==== Data to use ====
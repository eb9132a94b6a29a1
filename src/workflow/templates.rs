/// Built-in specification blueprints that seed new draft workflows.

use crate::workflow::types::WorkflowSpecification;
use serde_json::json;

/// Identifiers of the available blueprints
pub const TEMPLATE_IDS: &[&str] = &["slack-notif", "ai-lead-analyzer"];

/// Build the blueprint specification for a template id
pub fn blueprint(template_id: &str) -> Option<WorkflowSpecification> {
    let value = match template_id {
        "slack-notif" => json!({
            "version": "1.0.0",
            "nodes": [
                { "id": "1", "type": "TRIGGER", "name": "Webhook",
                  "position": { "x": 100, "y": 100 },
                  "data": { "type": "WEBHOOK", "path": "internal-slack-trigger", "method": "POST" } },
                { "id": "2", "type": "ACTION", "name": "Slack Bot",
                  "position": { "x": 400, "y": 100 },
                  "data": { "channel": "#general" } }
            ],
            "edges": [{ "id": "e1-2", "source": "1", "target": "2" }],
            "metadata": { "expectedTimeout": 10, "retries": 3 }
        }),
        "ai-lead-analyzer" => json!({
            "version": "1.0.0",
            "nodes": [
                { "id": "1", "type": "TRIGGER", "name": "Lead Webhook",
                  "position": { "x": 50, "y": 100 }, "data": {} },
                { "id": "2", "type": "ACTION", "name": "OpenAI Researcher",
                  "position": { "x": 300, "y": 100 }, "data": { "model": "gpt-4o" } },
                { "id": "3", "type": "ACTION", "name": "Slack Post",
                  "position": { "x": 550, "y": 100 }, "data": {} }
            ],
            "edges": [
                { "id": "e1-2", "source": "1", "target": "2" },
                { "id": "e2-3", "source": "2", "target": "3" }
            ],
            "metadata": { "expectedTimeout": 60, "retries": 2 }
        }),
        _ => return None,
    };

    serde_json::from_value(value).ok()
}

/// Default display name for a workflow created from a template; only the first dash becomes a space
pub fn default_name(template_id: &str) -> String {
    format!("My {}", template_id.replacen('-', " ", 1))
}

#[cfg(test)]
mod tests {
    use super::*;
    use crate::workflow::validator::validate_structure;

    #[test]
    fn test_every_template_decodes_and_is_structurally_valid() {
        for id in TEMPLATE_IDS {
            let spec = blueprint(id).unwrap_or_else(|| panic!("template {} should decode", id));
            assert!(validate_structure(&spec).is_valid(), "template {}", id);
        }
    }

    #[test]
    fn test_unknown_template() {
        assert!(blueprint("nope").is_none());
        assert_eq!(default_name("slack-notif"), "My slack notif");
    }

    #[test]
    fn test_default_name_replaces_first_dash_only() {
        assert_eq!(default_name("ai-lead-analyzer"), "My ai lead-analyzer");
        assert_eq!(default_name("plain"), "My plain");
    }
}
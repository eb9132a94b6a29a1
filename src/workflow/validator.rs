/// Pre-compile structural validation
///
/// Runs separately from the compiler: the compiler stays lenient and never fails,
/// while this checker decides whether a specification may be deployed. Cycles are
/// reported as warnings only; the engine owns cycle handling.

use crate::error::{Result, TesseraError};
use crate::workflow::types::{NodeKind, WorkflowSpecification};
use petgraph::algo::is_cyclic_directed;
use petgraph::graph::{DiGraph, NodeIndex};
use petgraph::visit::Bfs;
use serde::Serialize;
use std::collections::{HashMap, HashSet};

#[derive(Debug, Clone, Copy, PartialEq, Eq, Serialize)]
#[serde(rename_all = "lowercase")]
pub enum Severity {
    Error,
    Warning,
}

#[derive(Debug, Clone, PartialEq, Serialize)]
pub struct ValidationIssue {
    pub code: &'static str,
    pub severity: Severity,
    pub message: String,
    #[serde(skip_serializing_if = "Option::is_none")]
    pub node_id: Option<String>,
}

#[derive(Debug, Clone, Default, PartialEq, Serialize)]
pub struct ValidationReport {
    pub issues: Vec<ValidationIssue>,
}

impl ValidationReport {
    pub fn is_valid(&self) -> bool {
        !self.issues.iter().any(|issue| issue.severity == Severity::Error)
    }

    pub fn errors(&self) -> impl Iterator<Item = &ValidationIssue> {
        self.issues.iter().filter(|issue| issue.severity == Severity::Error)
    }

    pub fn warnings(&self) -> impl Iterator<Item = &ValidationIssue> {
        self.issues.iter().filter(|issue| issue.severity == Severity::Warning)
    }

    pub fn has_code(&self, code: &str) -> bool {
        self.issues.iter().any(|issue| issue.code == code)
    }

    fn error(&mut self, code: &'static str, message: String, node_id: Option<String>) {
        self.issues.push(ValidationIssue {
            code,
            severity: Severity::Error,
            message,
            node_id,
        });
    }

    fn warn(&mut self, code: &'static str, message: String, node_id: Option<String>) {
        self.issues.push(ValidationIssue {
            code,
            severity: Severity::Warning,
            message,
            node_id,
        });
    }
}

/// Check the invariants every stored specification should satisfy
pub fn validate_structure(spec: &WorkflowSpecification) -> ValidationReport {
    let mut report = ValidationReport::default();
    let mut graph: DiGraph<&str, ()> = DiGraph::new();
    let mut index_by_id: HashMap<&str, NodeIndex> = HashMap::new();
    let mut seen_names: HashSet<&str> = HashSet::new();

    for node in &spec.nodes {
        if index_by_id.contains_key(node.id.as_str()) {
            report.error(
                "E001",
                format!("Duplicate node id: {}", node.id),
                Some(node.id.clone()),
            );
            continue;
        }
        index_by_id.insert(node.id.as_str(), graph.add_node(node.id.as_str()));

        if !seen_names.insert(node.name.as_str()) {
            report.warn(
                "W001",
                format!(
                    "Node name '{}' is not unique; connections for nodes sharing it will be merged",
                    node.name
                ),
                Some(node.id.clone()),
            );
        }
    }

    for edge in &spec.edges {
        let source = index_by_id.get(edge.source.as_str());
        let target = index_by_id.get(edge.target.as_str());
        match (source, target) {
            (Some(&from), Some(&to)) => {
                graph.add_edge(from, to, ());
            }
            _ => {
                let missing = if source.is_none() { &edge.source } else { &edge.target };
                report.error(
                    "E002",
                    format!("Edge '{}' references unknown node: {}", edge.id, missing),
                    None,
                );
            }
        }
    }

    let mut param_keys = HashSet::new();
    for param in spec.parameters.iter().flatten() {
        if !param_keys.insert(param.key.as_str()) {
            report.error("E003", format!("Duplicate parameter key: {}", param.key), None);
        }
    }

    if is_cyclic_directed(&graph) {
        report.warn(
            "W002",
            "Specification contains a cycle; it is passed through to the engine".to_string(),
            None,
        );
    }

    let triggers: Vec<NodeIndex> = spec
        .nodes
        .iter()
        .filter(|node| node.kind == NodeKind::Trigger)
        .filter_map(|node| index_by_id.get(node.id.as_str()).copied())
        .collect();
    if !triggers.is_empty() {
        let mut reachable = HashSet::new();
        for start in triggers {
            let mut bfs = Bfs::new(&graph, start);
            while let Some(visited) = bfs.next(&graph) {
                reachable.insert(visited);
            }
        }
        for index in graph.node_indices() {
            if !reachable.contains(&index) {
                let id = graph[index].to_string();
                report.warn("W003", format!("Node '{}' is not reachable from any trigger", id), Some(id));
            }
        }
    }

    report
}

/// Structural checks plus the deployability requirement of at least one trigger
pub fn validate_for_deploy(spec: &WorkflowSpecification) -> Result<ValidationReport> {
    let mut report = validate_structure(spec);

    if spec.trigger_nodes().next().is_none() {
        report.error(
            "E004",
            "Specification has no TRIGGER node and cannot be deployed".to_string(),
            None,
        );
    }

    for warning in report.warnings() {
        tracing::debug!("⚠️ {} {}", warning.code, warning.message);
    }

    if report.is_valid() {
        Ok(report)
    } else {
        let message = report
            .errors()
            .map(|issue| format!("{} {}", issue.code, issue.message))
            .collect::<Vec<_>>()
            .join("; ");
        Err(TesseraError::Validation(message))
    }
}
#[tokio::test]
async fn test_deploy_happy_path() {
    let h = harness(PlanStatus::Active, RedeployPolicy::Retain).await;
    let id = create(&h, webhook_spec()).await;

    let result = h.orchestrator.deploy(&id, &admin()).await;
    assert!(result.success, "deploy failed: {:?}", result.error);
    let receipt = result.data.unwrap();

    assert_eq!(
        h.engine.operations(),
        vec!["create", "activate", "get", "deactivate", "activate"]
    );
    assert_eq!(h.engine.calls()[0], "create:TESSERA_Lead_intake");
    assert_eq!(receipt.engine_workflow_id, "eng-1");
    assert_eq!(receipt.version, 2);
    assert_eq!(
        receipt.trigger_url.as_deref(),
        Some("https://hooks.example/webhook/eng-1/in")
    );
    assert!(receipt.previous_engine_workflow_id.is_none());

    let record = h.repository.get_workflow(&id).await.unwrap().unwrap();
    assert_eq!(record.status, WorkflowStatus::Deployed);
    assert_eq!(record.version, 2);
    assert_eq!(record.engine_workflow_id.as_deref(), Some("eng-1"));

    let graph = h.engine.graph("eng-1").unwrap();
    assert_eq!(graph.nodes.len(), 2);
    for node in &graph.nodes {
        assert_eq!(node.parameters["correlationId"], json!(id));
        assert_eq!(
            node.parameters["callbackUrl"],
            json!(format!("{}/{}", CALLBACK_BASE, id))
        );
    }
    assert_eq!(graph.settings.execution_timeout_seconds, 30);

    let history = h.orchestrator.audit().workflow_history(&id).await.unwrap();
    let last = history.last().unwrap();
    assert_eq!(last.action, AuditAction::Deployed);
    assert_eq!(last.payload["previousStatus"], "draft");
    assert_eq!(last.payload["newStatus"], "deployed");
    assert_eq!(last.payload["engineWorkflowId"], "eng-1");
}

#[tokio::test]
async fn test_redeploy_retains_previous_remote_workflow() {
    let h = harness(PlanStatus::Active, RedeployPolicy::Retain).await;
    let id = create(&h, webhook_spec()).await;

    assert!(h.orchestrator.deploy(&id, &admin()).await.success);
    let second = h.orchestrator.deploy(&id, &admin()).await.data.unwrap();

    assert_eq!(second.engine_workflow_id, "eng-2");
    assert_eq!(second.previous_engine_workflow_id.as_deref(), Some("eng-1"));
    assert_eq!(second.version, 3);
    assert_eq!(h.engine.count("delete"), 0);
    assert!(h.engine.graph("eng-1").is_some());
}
====
==== Data to use ====
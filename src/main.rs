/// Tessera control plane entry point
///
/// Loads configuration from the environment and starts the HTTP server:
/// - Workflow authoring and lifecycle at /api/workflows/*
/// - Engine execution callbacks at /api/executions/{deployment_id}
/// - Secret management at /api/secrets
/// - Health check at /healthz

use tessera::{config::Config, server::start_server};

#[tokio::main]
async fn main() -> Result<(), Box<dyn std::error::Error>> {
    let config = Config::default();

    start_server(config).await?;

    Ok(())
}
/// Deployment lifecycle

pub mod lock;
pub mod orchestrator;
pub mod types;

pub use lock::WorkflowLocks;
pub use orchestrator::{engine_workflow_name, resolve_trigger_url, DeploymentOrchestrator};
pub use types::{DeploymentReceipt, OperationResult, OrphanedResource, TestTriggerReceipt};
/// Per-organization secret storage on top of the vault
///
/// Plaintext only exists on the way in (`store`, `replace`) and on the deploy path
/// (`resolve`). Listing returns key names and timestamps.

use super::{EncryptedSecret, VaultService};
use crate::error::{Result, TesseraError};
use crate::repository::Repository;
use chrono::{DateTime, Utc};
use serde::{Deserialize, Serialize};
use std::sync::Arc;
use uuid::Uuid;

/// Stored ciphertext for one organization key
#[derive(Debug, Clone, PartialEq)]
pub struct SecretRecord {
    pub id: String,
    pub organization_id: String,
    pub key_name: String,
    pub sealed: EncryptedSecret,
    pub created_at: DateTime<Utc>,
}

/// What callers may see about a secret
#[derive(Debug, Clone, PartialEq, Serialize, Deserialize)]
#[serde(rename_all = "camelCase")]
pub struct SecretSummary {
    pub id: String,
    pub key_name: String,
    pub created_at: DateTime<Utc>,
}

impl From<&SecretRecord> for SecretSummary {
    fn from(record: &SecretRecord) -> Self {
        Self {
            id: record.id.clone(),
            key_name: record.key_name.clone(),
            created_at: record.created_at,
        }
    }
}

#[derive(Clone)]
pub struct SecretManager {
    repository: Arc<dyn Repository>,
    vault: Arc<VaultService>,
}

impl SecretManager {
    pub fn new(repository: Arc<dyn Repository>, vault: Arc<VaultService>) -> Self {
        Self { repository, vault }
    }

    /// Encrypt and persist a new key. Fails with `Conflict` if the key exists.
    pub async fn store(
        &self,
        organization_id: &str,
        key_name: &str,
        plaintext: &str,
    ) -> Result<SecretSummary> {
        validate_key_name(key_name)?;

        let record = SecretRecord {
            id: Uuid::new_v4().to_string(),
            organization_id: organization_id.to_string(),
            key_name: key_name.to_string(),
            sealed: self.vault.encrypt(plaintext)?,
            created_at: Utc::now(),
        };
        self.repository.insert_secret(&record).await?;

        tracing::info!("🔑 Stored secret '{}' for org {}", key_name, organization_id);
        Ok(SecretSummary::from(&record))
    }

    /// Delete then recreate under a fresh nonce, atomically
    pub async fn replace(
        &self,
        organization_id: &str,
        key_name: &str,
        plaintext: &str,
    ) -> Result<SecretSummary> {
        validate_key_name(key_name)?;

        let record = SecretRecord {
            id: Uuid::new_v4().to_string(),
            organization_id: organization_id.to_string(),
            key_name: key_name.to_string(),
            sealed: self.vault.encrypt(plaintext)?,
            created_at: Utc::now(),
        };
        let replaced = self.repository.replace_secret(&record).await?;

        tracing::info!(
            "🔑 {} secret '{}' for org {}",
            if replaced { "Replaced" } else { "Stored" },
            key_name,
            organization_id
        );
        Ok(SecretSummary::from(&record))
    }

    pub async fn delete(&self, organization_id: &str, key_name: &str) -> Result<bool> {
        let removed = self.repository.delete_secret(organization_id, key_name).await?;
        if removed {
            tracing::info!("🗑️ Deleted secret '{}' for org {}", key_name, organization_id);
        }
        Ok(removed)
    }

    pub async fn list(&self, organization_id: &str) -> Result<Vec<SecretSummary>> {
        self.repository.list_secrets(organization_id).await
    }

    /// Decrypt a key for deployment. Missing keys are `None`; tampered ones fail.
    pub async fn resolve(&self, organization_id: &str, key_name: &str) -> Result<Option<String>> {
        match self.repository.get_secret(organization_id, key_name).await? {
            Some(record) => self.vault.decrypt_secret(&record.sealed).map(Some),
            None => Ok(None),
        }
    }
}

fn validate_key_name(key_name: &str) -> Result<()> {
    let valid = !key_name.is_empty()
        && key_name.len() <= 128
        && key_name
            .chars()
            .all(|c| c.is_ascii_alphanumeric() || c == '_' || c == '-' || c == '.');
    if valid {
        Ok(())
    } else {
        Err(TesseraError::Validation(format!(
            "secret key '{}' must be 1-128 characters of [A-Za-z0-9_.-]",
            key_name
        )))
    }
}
====
==== Data to use ====
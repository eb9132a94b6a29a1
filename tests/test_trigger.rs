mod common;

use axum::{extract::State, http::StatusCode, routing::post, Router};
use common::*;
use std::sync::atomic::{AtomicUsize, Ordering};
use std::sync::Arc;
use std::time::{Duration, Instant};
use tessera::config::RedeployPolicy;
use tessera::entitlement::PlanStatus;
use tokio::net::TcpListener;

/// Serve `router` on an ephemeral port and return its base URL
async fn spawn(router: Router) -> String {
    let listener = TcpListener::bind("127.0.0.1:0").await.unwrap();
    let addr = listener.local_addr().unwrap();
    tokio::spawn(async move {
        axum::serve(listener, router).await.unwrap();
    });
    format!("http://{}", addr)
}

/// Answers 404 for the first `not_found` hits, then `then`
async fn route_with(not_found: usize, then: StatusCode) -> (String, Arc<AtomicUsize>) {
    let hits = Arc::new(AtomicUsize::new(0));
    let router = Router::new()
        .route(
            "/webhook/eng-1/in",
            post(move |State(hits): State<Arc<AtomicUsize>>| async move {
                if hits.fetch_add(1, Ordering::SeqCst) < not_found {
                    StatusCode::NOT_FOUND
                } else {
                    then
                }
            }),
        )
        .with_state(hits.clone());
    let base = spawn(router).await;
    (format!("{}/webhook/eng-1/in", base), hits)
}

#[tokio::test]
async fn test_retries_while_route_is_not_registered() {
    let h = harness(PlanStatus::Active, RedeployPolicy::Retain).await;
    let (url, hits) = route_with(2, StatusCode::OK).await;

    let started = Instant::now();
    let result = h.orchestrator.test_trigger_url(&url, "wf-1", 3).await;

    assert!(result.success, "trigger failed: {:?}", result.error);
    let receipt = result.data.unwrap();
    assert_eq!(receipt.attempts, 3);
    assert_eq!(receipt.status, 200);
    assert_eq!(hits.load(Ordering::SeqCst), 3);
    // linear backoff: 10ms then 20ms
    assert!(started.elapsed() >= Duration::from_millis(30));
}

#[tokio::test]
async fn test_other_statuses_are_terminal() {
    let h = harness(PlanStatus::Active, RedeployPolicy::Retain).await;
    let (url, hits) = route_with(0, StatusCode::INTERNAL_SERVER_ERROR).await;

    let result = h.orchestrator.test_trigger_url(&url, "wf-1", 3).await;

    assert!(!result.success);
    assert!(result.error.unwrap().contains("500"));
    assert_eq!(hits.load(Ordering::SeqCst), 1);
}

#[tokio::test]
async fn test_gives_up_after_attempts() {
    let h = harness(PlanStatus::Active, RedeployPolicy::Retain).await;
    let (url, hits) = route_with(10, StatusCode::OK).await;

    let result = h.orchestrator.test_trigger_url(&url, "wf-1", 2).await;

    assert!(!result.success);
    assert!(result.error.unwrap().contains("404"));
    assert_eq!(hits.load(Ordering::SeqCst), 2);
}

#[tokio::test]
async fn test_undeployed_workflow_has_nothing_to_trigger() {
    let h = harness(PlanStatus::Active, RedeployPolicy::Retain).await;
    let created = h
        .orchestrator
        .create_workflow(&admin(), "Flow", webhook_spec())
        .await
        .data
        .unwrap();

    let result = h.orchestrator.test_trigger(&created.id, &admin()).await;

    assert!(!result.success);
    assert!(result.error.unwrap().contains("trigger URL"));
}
====
**Task description:**
The answer should consist of all lines from the records above that hold the word "visited".

**Written answer:**
            while let Some(visited) = bfs.next(&graph) {
                reachable.insert(visited);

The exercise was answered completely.